> Task instructions:
Copy each line of the records that includes "derive".

> Task inputs:
use crate::config::RosterdConfig;
use crate::model::{AttendanceRecord, Student, SubjectMark};
use serde::Deserialize;

#[derive(Debug, Deserialize, Clone)]
pub struct Request {
    pub id: String,
    pub method: String,
    #[serde(default)]
    pub params: serde_json::Value,
}

/// The caller-side copy of every collection. Handlers pass these into the
/// engine and swap in whatever a mutation returns.
#[derive(Debug, Clone, Default)]
pub struct AppState {
    pub config: RosterdConfig,
    pub students: Vec<Student>,
    pub attendance: Vec<AttendanceRecord>,
    pub marks: Vec<SubjectMark>,
}

impl AppState {
    pub fn new(config: RosterdConfig) -> Self {
        Self {
            config,
            ..Self::default()
        }
    }
}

> Your solution:
#[derive(Debug, Deserialize, Clone)]
#[derive(Debug, Clone, Default)]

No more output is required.